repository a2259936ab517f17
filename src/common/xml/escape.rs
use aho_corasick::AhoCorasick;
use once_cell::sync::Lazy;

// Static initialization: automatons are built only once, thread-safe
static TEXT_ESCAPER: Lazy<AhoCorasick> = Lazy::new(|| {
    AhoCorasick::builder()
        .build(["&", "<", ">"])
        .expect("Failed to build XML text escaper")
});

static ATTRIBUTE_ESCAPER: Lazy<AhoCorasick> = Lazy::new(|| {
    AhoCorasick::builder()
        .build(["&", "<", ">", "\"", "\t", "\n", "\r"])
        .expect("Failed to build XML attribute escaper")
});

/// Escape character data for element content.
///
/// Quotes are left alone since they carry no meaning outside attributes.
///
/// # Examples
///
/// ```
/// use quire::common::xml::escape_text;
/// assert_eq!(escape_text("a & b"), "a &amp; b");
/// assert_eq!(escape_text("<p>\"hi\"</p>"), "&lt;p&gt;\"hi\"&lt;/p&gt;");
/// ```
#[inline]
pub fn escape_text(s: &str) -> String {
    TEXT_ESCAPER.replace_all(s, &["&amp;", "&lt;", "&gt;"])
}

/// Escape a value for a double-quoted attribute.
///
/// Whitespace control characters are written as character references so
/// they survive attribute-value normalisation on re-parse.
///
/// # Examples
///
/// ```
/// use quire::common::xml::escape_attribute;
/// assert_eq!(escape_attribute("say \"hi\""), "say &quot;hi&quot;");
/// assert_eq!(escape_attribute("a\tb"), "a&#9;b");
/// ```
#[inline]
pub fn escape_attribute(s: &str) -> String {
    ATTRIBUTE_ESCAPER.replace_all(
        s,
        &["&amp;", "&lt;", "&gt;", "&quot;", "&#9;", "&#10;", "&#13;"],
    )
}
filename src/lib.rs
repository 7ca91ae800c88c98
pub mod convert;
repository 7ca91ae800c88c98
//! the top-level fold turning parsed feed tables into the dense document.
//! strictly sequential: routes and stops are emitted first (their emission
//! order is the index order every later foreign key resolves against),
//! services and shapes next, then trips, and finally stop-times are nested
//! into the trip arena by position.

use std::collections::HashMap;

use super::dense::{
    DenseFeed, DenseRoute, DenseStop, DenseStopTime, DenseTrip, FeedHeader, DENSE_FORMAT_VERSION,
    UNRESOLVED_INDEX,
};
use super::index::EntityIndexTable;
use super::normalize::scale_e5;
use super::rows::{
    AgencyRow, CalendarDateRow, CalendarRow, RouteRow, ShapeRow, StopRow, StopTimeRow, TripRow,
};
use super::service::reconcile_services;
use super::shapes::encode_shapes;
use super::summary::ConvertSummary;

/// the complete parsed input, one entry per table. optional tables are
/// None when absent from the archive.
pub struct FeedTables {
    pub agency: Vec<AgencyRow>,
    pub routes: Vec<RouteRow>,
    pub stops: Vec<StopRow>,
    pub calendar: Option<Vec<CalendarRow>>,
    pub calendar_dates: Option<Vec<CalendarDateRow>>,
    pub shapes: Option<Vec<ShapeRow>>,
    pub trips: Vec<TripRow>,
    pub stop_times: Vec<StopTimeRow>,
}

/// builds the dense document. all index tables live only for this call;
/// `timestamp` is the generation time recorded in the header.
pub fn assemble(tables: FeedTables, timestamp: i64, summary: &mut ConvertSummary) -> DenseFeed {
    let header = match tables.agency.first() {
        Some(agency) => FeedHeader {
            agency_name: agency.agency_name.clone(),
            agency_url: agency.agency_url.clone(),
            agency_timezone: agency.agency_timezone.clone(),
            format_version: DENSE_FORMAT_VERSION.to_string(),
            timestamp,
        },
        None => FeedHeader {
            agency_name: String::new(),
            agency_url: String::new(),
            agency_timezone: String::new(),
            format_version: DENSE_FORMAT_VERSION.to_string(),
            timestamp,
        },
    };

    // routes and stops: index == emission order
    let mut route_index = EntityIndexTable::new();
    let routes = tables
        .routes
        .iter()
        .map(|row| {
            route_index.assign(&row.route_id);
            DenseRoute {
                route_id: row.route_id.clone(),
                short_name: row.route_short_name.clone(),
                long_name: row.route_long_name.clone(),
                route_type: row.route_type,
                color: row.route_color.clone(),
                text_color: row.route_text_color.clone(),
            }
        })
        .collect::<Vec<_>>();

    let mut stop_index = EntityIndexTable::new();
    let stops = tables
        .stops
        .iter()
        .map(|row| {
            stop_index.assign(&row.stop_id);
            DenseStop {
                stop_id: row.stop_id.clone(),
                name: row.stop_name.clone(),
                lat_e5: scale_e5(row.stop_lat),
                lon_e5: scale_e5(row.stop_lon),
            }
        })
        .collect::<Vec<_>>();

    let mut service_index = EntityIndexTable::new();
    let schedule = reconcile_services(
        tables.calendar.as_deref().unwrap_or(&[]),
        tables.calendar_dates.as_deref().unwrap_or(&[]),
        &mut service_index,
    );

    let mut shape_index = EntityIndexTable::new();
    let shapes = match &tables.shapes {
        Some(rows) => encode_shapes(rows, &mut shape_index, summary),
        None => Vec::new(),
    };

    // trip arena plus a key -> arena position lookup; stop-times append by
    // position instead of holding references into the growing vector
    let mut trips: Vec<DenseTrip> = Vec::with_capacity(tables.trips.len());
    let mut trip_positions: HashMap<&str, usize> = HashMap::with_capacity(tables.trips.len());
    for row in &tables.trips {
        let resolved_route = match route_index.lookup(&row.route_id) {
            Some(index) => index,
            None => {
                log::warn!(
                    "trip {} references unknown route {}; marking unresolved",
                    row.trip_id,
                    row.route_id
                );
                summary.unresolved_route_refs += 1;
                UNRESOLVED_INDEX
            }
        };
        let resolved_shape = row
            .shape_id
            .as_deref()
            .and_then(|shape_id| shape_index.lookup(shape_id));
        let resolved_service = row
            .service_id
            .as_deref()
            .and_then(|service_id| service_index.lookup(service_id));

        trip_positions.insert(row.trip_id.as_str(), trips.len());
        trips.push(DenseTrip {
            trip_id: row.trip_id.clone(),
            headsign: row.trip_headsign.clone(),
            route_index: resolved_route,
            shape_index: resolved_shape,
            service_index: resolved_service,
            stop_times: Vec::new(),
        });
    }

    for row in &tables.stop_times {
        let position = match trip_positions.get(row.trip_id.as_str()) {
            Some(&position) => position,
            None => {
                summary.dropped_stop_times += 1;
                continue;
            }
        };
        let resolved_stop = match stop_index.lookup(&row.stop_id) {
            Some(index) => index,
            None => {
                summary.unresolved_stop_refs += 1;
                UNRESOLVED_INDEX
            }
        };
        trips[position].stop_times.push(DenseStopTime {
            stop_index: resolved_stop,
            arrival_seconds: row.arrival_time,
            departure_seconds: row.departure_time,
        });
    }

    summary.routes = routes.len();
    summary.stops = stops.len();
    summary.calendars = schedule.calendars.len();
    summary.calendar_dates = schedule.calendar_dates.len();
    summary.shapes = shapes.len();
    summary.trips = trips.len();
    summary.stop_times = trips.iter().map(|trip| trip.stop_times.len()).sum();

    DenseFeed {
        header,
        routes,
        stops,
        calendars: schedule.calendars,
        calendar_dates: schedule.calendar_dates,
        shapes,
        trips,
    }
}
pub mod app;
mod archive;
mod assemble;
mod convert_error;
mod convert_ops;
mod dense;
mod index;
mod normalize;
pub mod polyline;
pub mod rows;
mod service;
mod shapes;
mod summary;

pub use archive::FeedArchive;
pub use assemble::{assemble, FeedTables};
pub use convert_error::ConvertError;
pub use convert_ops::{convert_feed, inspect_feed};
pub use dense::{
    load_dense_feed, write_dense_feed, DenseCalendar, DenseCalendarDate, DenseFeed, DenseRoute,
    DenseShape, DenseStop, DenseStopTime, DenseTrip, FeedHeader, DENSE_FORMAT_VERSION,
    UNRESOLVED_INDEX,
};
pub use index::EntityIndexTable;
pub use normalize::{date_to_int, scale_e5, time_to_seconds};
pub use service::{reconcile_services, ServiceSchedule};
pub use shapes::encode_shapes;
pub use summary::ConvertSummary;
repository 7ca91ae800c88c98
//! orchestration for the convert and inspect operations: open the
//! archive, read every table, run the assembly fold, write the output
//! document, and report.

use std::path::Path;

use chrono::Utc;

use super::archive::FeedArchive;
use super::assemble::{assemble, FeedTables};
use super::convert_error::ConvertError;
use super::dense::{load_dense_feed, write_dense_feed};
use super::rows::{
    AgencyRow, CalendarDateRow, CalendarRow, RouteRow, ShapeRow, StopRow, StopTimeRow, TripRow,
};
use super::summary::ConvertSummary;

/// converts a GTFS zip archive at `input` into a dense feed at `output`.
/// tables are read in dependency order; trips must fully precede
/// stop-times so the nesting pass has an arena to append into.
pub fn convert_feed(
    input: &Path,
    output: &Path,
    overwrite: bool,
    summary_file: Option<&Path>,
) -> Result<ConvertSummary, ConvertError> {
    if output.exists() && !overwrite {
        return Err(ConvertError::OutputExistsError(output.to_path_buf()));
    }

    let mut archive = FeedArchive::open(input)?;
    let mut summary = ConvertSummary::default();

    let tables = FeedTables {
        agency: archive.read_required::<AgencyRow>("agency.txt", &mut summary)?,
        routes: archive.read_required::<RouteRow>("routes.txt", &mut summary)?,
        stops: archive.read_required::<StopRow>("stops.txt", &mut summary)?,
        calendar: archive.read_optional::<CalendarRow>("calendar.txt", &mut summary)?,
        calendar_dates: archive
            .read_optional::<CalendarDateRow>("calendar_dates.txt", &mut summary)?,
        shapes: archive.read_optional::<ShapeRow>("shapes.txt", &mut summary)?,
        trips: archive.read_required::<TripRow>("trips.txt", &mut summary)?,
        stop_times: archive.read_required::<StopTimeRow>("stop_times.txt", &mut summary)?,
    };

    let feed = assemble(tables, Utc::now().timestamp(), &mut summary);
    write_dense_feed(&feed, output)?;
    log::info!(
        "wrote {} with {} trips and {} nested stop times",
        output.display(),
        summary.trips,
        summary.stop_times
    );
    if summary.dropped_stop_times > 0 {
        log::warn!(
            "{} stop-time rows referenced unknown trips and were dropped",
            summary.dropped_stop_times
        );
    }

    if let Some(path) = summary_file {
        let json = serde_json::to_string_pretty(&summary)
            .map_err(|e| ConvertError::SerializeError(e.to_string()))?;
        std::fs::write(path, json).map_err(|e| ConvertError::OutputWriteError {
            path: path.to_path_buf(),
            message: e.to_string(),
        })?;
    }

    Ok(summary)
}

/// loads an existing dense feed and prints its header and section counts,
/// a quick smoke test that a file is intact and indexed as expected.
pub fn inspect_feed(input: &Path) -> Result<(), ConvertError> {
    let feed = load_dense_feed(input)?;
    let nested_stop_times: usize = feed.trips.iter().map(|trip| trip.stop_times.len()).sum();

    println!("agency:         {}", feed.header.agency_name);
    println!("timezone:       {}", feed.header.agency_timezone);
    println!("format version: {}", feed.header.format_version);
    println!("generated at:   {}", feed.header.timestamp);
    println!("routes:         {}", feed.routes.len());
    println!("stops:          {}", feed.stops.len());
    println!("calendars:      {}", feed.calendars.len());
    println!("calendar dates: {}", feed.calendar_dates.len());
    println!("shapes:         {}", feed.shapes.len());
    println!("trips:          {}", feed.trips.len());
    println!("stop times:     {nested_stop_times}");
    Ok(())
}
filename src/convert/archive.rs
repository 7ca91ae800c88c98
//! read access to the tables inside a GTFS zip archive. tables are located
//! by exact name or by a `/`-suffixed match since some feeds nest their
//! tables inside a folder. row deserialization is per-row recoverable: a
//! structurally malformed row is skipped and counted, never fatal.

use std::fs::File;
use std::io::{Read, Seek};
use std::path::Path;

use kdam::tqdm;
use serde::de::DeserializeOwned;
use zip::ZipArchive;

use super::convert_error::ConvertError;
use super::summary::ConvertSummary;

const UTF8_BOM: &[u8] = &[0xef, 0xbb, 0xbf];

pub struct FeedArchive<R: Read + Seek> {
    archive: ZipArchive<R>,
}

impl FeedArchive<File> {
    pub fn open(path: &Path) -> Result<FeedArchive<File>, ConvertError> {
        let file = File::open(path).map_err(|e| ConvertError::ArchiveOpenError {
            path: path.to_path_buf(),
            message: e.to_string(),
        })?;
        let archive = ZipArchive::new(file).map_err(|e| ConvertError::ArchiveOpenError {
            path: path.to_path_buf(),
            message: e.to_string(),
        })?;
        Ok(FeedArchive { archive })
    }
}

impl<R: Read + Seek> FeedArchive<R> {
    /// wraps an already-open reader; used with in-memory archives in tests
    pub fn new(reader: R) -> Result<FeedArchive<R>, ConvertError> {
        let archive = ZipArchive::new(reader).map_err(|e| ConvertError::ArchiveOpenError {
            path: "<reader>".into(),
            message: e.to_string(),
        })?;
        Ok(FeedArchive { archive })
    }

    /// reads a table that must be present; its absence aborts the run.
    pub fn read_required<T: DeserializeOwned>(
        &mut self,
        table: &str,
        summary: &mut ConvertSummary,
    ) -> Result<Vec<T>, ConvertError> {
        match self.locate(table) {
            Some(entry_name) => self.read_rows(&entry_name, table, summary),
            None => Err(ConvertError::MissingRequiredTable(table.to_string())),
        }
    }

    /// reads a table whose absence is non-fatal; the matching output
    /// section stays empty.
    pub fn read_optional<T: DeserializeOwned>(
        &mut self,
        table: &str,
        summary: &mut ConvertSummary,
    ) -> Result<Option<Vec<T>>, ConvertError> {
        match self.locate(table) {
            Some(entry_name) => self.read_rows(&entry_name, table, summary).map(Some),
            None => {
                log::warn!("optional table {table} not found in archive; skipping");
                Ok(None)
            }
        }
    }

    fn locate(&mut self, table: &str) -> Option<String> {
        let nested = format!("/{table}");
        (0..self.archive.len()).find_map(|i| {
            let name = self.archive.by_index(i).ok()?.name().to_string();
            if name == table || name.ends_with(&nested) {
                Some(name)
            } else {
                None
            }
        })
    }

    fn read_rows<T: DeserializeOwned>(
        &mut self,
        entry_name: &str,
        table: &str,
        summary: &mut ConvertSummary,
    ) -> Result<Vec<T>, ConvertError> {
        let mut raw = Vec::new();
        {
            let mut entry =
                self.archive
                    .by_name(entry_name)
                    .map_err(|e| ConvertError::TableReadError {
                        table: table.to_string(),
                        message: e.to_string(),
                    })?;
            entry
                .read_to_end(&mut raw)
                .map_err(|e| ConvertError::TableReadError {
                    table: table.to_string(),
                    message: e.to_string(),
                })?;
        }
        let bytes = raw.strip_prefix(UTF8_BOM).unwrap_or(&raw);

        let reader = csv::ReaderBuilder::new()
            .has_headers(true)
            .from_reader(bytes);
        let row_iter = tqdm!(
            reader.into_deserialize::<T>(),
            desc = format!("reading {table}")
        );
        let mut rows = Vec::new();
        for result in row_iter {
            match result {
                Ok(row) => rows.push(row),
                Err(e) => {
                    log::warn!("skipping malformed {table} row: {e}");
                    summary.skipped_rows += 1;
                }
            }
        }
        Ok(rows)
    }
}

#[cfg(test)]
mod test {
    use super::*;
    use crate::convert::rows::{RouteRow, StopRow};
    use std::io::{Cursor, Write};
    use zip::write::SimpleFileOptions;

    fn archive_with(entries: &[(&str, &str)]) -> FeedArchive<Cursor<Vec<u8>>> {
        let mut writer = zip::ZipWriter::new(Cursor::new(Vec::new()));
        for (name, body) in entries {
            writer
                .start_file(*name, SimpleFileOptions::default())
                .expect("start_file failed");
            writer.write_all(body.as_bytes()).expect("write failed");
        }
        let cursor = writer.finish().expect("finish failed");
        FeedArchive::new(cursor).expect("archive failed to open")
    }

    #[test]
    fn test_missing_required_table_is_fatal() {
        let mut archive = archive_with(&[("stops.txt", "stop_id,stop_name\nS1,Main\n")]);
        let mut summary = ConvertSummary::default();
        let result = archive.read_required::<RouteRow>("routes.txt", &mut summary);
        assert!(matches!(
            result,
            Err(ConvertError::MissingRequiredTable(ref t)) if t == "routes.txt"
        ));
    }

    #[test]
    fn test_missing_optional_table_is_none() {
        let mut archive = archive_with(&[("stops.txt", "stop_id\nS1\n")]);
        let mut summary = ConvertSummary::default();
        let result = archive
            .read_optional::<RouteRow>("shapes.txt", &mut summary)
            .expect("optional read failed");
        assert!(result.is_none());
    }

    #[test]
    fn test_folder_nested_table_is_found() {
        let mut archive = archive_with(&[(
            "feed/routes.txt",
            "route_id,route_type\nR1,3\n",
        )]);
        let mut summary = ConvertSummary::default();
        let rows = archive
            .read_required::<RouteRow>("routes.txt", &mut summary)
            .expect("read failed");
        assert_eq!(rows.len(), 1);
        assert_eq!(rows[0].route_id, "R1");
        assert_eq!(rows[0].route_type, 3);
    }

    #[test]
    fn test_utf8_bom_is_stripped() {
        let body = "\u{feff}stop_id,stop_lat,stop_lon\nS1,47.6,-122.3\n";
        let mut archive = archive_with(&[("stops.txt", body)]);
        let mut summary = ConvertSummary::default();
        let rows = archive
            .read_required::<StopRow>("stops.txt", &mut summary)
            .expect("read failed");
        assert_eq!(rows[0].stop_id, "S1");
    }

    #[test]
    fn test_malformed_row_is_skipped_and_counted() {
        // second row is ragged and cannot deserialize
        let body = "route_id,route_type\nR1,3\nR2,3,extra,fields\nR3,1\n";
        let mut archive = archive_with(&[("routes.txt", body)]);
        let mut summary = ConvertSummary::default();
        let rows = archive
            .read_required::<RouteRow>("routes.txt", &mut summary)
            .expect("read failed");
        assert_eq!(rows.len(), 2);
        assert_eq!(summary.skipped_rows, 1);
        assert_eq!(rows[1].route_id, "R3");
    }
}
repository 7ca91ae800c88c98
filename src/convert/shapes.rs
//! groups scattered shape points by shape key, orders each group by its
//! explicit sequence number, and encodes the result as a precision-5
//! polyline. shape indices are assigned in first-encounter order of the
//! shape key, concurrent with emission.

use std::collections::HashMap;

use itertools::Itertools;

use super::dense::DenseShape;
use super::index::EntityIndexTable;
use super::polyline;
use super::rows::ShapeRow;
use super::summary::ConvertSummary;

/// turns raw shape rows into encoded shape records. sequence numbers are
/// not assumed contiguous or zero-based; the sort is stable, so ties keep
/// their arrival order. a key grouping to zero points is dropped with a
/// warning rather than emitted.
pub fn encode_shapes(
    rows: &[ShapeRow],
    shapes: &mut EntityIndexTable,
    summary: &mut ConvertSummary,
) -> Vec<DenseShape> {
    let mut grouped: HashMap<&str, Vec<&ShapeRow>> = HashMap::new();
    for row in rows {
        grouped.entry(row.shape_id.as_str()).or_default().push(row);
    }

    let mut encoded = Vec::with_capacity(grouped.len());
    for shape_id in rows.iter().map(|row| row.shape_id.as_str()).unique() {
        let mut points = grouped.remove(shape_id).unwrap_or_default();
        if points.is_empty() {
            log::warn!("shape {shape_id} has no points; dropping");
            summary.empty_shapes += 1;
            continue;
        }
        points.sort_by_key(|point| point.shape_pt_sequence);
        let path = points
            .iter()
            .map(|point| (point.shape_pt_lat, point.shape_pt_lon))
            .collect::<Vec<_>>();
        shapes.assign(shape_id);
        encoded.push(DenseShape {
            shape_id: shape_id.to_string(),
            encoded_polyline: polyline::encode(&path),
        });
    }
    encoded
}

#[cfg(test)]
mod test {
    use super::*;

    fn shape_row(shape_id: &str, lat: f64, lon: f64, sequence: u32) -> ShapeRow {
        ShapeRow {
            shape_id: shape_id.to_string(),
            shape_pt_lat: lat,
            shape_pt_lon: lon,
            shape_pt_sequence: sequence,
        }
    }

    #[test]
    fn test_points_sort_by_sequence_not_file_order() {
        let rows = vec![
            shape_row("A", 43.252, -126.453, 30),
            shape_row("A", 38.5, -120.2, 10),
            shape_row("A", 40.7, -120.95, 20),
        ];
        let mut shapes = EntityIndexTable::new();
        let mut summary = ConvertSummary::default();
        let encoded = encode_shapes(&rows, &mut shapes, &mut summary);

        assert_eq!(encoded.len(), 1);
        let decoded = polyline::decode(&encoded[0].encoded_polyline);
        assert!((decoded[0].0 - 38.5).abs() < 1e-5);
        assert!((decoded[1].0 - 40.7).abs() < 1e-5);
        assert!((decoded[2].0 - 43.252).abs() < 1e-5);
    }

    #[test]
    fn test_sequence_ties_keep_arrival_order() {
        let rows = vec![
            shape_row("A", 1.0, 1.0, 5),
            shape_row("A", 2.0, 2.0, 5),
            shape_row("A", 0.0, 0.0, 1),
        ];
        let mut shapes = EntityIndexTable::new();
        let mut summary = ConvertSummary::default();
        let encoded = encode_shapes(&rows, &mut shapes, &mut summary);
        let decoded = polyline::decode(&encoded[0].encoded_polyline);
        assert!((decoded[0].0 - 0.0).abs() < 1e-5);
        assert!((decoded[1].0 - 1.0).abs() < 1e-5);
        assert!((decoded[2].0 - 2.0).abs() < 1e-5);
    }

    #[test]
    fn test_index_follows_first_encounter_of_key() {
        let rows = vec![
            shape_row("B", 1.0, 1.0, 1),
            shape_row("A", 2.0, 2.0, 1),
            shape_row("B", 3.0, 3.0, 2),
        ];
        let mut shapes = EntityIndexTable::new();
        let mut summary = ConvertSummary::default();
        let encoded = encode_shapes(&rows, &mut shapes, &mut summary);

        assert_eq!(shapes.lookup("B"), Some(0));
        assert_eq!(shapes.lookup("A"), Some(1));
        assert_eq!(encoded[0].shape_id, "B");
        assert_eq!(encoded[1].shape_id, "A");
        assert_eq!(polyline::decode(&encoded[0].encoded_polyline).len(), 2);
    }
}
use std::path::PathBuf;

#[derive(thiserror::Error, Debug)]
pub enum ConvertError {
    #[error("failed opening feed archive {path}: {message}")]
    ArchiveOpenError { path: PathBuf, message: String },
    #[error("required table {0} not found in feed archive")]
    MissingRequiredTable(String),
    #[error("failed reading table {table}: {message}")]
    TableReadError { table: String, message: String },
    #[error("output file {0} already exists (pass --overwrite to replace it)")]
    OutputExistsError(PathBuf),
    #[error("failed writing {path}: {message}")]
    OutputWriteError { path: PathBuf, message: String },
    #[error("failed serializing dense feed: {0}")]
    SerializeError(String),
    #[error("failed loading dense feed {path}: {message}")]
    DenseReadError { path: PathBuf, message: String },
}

- [WHAT IS NEEDED]: Search the records for the word "DeserializeOwned" and copy every line where it occurs.

- [WRITTEN SOLUTION]:
use serde::de::DeserializeOwned;
    pub fn read_required<T: DeserializeOwned>(
    pub fn read_optional<T: DeserializeOwned>(
    fn read_rows<T: DeserializeOwned>(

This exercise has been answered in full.